//! Derived, read-only view selection.

use crate::resource::FetchResult;

use super::state::FetchState;

pub const DATA_UNAVAILABLE_TEXT: &str = "Data not available.";

/// What the body of the screen shows.
#[derive(Debug, Clone, PartialEq)]
pub enum FetchView {
    /// Nothing fetched yet. `can_fetch` is false only while an automatic
    /// start has yet to fire; otherwise the fetch trigger is shown.
    Initial { can_fetch: bool },
    /// Progress indicator.
    Progress,
    /// Error text, without the `Error:` prefix.
    Error(String),
    /// Successful response without a payload.
    DataUnavailable,
    /// User ID, title and body of the post.
    Fields(FetchResult),
}

impl FetchView {
    /// Single-line headline used by the headless renderer and the header.
    pub fn headline(&self) -> String {
        match self {
            FetchView::Initial { can_fetch: true } => "Press Enter to fetch.".to_string(),
            FetchView::Initial { can_fetch: false } => "Starting...".to_string(),
            FetchView::Progress => "Loading...".to_string(),
            FetchView::Error(message) => format!("Error: {message}"),
            FetchView::DataUnavailable => DATA_UNAVAILABLE_TEXT.to_string(),
            FetchView::Fields(result) => result.title.clone(),
        }
    }

    /// `(label, value)` rows for the field list, empty for every other view.
    pub fn field_rows(&self) -> Vec<(&'static str, String)> {
        match self {
            FetchView::Fields(result) => vec![
                ("User ID:", result.user_id.to_string()),
                ("Title:", result.title.clone()),
                ("Body:", result.body.clone()),
            ],
            _ => Vec::new(),
        }
    }
}

/// `awaiting_auto_start` is true between launch and the first automatic
/// fetch; it only affects the `Idle` screen.
pub fn select_view(state: &FetchState, awaiting_auto_start: bool) -> FetchView {
    match state {
        FetchState::Loading { .. } => FetchView::Progress,
        FetchState::Failure { message } => FetchView::Error(message.clone()),
        FetchState::Success { payload: None } => FetchView::DataUnavailable,
        FetchState::Success {
            payload: Some(result),
        } => FetchView::Fields(result.clone()),
        FetchState::Idle => FetchView::Initial {
            can_fetch: !awaiting_auto_start,
        },
    }
}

######

* **Directions for this task**: Which lines of the material contain the string "title"? List each of them.

* **Answer box**:
    /// User ID, title and body of the post.
            FetchView::Fields(result) => result.title.clone(),
                ("Title:", result.title.clone()),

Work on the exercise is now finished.